In light of their success, compared to ours, we can feel inadequate. We may feel as if we are a failure. However, this should not and does not have bearing on our own lives and our own well-being.
As we are all unique and different, comparing yourself to others is counter-productive and damaging to the cause of finding a personal philosophy of life. Dedicate all concern to your own life and how to better it, not to others’ material achievements.
2. You don’t have to stick to cultural and social norms
When growing up, the normal expectations of us are to settle on a career, get a good job that supports you, get married, have a family, get a house and so on. These are components to a stable life, but not necessary elements to a fulfilled life for everyone.
For example, you may settle on a career early in your life, get a steady job and recognise that the work is dull and uninteresting or that the hours are long and you have no leisure time – of which you enjoy.
The point is that you don’t have to be stuck to rigid social expectations. Choose what is most important to you and work your philosophy around it.
3. Get a job that you are fulfilled by
We will be working for most of our lives. Our job will take up most of our days and most of our weeks. Getting a job that is of worth to you, that you are interested in and that you are enthused by will be a fundamental factor in providing you with a meaningful life and in maintaining fulfilment throughout your existence.
Choose a career that follows your ambition and that you are passionate about. If you are unhappy in your job, leave it and follow that ambition and passion to find meaningful work. We will be working for a long time, so we had better make sure it’s something we enjoy.
4. Maintain healthy relationships
Whether it is romantic, friendship or familial, we need healthy and cared for relationships. We all need someone to talk to and confide in throughout our lives.
Communicating our anxieties or celebrating our achievements with those we care for the most will be crucial for our well-being and making the most of happy moments. And this is integral to finding meaning.
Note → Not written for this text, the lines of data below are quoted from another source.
//! Composition of learner code with a validation script.
//!
//! The validation script is appended to the learner's code and the result is
//! handed to a backend as a single program. The composed text is built fresh
//! for every run.
//!
//! For compiled languages the validation script carries the real `main`, so
//! the learner's own `main` is renamed out of the way first. The rename is a
//! textual substitution, not a parse: it only recognises `int main(` with
//! arbitrary whitespace, and misses forms like `int /* c */ main(`,
//! `signed main(`, or a `main` produced by a macro.

use regex::Regex;
use std::sync::LazyLock;

/// Marker placed between learner code and the validation script in
/// compiled-language sources.
pub const VALIDATION_SEPARATOR: &str = "//--- Validation Script ---";

/// Name the learner's entry point is renamed to.
pub const DISABLED_ENTRY_POINT: &str = "__user_main_disabled";

static ENTRY_POINT: LazyLock<Regex> =
    LazyLock::new(|| Regex::new(r"\bint\s+main\s*\(").expect("entry point pattern is valid"));

/// Rename every `int main(` in `code` to the disabled entry point.
pub fn neutralize_entry_point(code: &str) -> String {
    ENTRY_POINT
        .replace_all(code, format!("int {}(", DISABLED_ENTRY_POINT))
        .into_owned()
}

/// Count definitions of `int main(` in `source`.
pub fn entry_point_count(source: &str) -> usize {
    ENTRY_POINT.find_iter(source).count()
}

/// Compose a script-language program: code, newline, validation script.
pub fn compose_script(code: &str, validation_script: Option<&str>) -> String {
    match validation_script {
        Some(validation) => format!("{}\n{}", code, validation),
        None => code.to_string(),
    }
}

/// Compose a compiled-language translation unit.
///
/// Without a validation script the learner code is returned unchanged.
pub fn compose_compiled(code: &str, validation_script: Option<&str>) -> String {
    match validation_script {
        Some(validation) => format!(
            "{}\n{}\n{}",
            neutralize_entry_point(code),
            VALIDATION_SEPARATOR,
            validation
        ),
        None => code.to_string(),
    }
}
Eliminate relationships that aren’t mutually beneficial or that are pulling you down. If people want the best for you, then they will listen, and you should do the same for them.
5. Read philosophy
Engaging with philosophy, even on a brief level, will help in gaining a perspective on how best to form a life philosophy. You don’t need to read thick volumes of intense philosophical reasoning. Just learning the basic ideas that philosophers have provided to us about existence can give us influence and guidance.
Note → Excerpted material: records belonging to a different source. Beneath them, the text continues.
//! Dynamic-language backend: JavaScript on an embedded QuickJS engine.
//!
//! Every run gets a fresh runtime and context, so globals, prototypes and
//! the console capture never outlive the call.

use async_trait::async_trait;
use polyrun_core::compose::compose_script;
use polyrun_core::{BackendKind, CodeRunner, ExecutionError, ExecutionResult, LoadError};
use rquickjs::convert::Coerced;
use rquickjs::prelude::Rest;
use rquickjs::{CatchResultExt, CaughtError, Context, Ctx, Function, Object, Runtime, Value};
use std::cell::RefCell;
use std::rc::Rc;
use tracing::debug;

const SUCCESS_LINE: &str = "✅ JavaScript execution successful.";
const CONSOLE_METHODS: [&str; 4] = ["log", "info", "warn", "error"];

/// Heap ceiling for a single run's interpreter.
const MEMORY_LIMIT: usize = 64 * 1024 * 1024;

#[derive(Debug, Default)]
pub struct JavaScriptRuntime;

impl JavaScriptRuntime {
    pub fn new() -> Self {
        Self
    }
}

#[async_trait]
impl CodeRunner for JavaScriptRuntime {
    fn language(&self) -> &str {
        "javascript"
    }

    fn kind(&self) -> BackendKind {
        BackendKind::Dynamic
    }

    async fn load(&self) -> Result<(), LoadError> {
        Ok(())
    }

    fn is_loaded(&self) -> bool {
        true
    }

    async fn run(&self, code: &str, validation_script: Option<&str>) -> ExecutionResult {
        let program = wrap(&compose_script(code, validation_script));
        match tokio::task::spawn_blocking(move || evaluate(&program)).await {
            Ok(result) => result,
            Err(e) => ExecutionError::Trap {
                message: format!("Evaluation task failed: {}", e),
            }
            .into_result(Vec::new()),
        }
    }
}

/// Give the program its own function scope.
fn wrap(program: &str) -> String {
    format!("(function() {{\n{}\n}})();", program)
}

fn evaluate(program: &str) -> ExecutionResult {
    let lines = Rc::new(RefCell::new(Vec::new()));
    let outcome = run_in_fresh_context(program, lines.clone());
    let output = lines.take();

    match outcome {
        Ok(()) => {
            let mut output = output;
            output.push(SUCCESS_LINE.to_string());
            ExecutionResult::passed(output)
        }
        Err(message) => {
            debug!("JavaScript threw: {}", message);
            ExecutionError::Trap { message }.into_result(output)
        }
    }
}

fn run_in_fresh_context(program: &str, lines: Rc<RefCell<Vec<String>>>) -> Result<(), String> {
    let runtime = Runtime::new().map_err(|e| e.to_string())?;
    runtime.set_memory_limit(MEMORY_LIMIT);
    let context = Context::full(&runtime).map_err(|e| e.to_string())?;

    context.with(|ctx| {
        install_console(&ctx, lines).map_err(|e| e.to_string())?;
        ctx.eval::<(), _>(program)
            .catch(&ctx)
            .map_err(|caught| describe(&ctx, caught))
    })
}

/// Replace `console` with one that records each call as an output line.
fn install_console<'js>(ctx: &Ctx<'js>, lines: Rc<RefCell<Vec<String>>>) -> rquickjs::Result<()> {
    let console = Object::new(ctx.clone())?;
    for method in CONSOLE_METHODS {
        let lines = lines.clone();
        let capture = Function::new(ctx.clone(), move |ctx: Ctx<'js>, args: Rest<Value<'js>>| {
            let line = args
                .0
                .iter()
                .map(|value| render(&ctx, value))
                .collect::<Vec<_>>()
                .join(" ");
            lines.borrow_mut().push(line);
        })?;
        console.set(method, capture)?;
    }
    ctx.globals().set("console", console)
}

/// Objects as JSON, everything else through string coercion.
fn render<'js>(ctx: &Ctx<'js>, value: &Value<'js>) -> String {
    if value.is_object() && !value.is_function() {
        if let Ok(Some(json)) = ctx.json_stringify(value.clone()) {
            if let Ok(text) = json.to_string() {
                return text;
            }
        }
    }
    value
        .get::<Coerced<String>>()
        .map(|coerced| coerced.0)
        .unwrap_or_else(|_| "[unprintable]".to_string())
}

fn describe<'js>(ctx: &Ctx<'js>, caught: CaughtError<'js>) -> String {
    match caught {
        CaughtError::Exception(exception) => exception
            .message()
            .filter(|message| !message.is_empty())
            .unwrap_or_else(|| exception.to_string()),
        CaughtError::Value(value) => render(ctx, &value),
        CaughtError::Error(error) => error.to_string(),
    }
}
For example, learning of stoic philosophy, learning the basic ideas of Plato and Aristotle and just generally what philosophers suggest about what it is to live a happy life can encourage us to think more deeply about our lives and form ideas to live by.
Once You have It, Nurture It And Maintain It
We will not miraculously determine what our philosophy of life is overnight. It will be a progression through a continuous and deep examination of our lives and ourselves.
However, once you have settled upon a set of ideas, beliefs and conducts to live by, nurture and preserve them as much as you can in order to do the best you can to find meaning in your life.
We will not reach a final, shining goal, or a utopian state of happiness and bliss. Building a life philosophy and finding meaning in life is more of a question of managing a mindset that that aims to maintain fulfilment throughout, and helps to combat and reduce inescapable suffering.